:: WHAT YOU WILL DO ::
Return only those lines of the records below in which "CliDriver" appears.

:: MATERIAL PROVIDED ::
//! Builder and configuration for [`CliDriver`].

use std::sync::Arc;

use serde::Deserialize;

use super::command::CliDriver;
use crate::channel::Channel;
use crate::diagnostics::{Diagnostics, default_diagnostics};
use crate::error::{DriverError, Result};
use crate::platform::{PlatformDefinition, PlatformRegistry};

/// Tunables for a driver.
///
/// Deserializable so callers can keep it in their own config files; every
/// field has a default.
#[derive(Debug, Clone, PartialEq, Eq, Deserialize)]
#[serde(default)]
pub struct DriverConfig {
    /// Bytes from the end of the output searched for terminal patterns.
    pub search_depth: usize,

    /// Sequence appended to commands and answers.
    pub return_char: String,

    /// Newlines sent at most while clearing banners on session open.
    pub max_banner_keystrokes: usize,
}

impl Default for DriverConfig {
    fn default() -> Self {
        Self {
            search_depth: 1000,
            return_char: "\n".to_string(),
            max_banner_keystrokes: 3,
        }
    }
}

/// Builder for constructing a [`CliDriver`] over a caller-owned channel.
///
/// # Example
///
/// ```rust
/// use routeros_cli::channel::ReplayChannel;
/// use routeros_cli::driver::DriverBuilder;
///
/// # fn example() -> Result<(), routeros_cli::Error> {
/// let driver = DriverBuilder::new(ReplayChannel::new())
///     .platform("routeros")
///     .search_depth(2000)
///     .build()?;
/// assert_eq!(driver.platform().name, "routeros");
/// # Ok(())
/// # }
/// # example().unwrap();
/// ```
pub struct DriverBuilder<C> {
    channel: C,
    platform_name: Option<String>,
    custom_platform: Option<PlatformDefinition>,
    config: DriverConfig,
    initial_output: Vec<u8>,
    diagnostics: Option<Arc<dyn Diagnostics>>,
}

impl<C: Channel> DriverBuilder<C> {
    /// Create a new driver builder for an open channel.
    pub fn new(channel: C) -> Self {
        Self {
            channel,
            platform_name: None,
            custom_platform: None,
            config: DriverConfig::default(),
            initial_output: Vec::new(),
            diagnostics: None,
        }
    }

    /// Set the platform name (e.g., "routeros").
    pub fn platform(mut self, platform: impl Into<String>) -> Self {
        self.platform_name = Some(platform.into());
        self
    }

    /// Set a custom platform definition.
    pub fn custom_platform(mut self, platform: PlatformDefinition) -> Self {
        self.custom_platform = Some(platform);
        self
    }

    /// Replace the whole driver configuration.
    pub fn config(mut self, config: DriverConfig) -> Self {
        self.config = config;
        self
    }

    /// Set the pattern search depth in bytes.
    pub fn search_depth(mut self, depth: usize) -> Self {
        self.config.search_depth = depth;
        self
    }

    /// Set the sequence appended to commands.
    pub fn return_char(mut self, return_char: impl Into<String>) -> Self {
        self.config.return_char = return_char.into();
        self
    }

    /// Set how many newlines session bootstrap may send.
    pub fn max_banner_keystrokes(mut self, keystrokes: usize) -> Self {
        self.config.max_banner_keystrokes = keystrokes;
        self
    }

    /// Output the connection layer already read (login banner, first prompt).
    pub fn initial_output(mut self, data: impl AsRef<[u8]>) -> Self {
        self.initial_output.extend_from_slice(data.as_ref());
        self
    }

    /// Install a diagnostics sink instead of the `log` forwarder.
    pub fn diagnostics(mut self, diagnostics: Arc<dyn Diagnostics>) -> Self {
        self.diagnostics = Some(diagnostics);
        self
    }

    /// Build the driver.
    ///
    /// Nothing is written to the channel; call
    /// [`on_open_shell`](CliDriver::on_open_shell) before issuing commands.
    pub fn build(self) -> Result<CliDriver<C>> {
        if self.config.search_depth == 0 {
            return Err(DriverError::InvalidConfig {
                message: "search_depth must be greater than zero".to_string(),
            }
            .into());
        }
        if self.config.return_char.is_empty() {
            return Err(DriverError::InvalidConfig {
                message: "return_char must not be empty".to_string(),
            }
            .into());
        }

        let platform = if let Some(custom) = self.custom_platform {
            Arc::new(custom)
        } else if let Some(name) = self.platform_name {
            PlatformRegistry::global()
                .read()
                .map_err(|_| DriverError::InvalidConfig {
                    message: "Failed to acquire registry lock".to_string(),
                })?
                .get(&name)
                .ok_or(DriverError::UnknownPlatform { name })?
        } else {
            return Err(DriverError::InvalidConfig {
                message: "Platform must be specified".to_string(),
            }
            .into());
        };

        let diagnostics = self.diagnostics.unwrap_or_else(default_diagnostics);
        let mut driver = CliDriver::new(self.channel, platform, self.config, diagnostics);
        if !self.initial_output.is_empty() {
            driver.seed_output(&self.initial_output);
        }
        Ok(driver)
    }
}

#[cfg(test)]
mod tests {
    use super::*;
    use crate::channel::ReplayChannel;
    use crate::error::Error;

    #[test]
    fn test_config_defaults() {
        let config = DriverConfig::default();
        assert_eq!(config.search_depth, 1000);
        assert_eq!(config.return_char, "\n");
        assert_eq!(config.max_banner_keystrokes, 3);
    }

    #[test]
    fn test_config_deserialize_partial() {
        let config: DriverConfig =
            serde_json::from_str(r#"{"return_char": "\r\n", "search_depth": 256}"#).unwrap();
        assert_eq!(config.return_char, "\r\n");
        assert_eq!(config.search_depth, 256);
        assert_eq!(config.max_banner_keystrokes, 3);
    }

    #[test]
    fn test_build_requires_platform() {
        let err = DriverBuilder::new(ReplayChannel::new()).build().err().unwrap();
        assert!(matches!(err, Error::Driver(DriverError::InvalidConfig { .. })));
    }

    #[test]
    fn test_build_unknown_platform() {
        let err = DriverBuilder::new(ReplayChannel::new())
            .platform("ios")
            .build()
            .err()
            .unwrap();
        assert!(matches!(err, Error::Driver(DriverError::UnknownPlatform { .. })));
    }

    #[test]
    fn test_build_rejects_zero_depth() {
        let err = DriverBuilder::new(ReplayChannel::new())
            .platform("routeros")
            .search_depth(0)
            .build()
            .err()
            .unwrap();
        assert!(matches!(err, Error::Driver(DriverError::InvalidConfig { .. })));
    }

    #[test]
    fn test_initial_output_sets_prompt() {
        let driver = DriverBuilder::new(ReplayChannel::new())
            .platform("routeros")
            .initial_output("MikroTik RouterOS 6.45.9\r\n[admin@MikroTik] > ")
            .build()
            .unwrap();
        assert_eq!(driver.last_prompt(), Some("[admin@MikroTik] >"));
    }
}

:: TASK SOLUTION ::
//! Builder and configuration for [`CliDriver`].
use super::command::CliDriver;
/// Builder for constructing a [`CliDriver`] over a caller-owned channel.
    /// [`on_open_shell`](CliDriver::on_open_shell) before issuing commands.
    pub fn build(self) -> Result<CliDriver<C>> {
        let mut driver = CliDriver::new(self.channel, platform, self.config, diagnostics);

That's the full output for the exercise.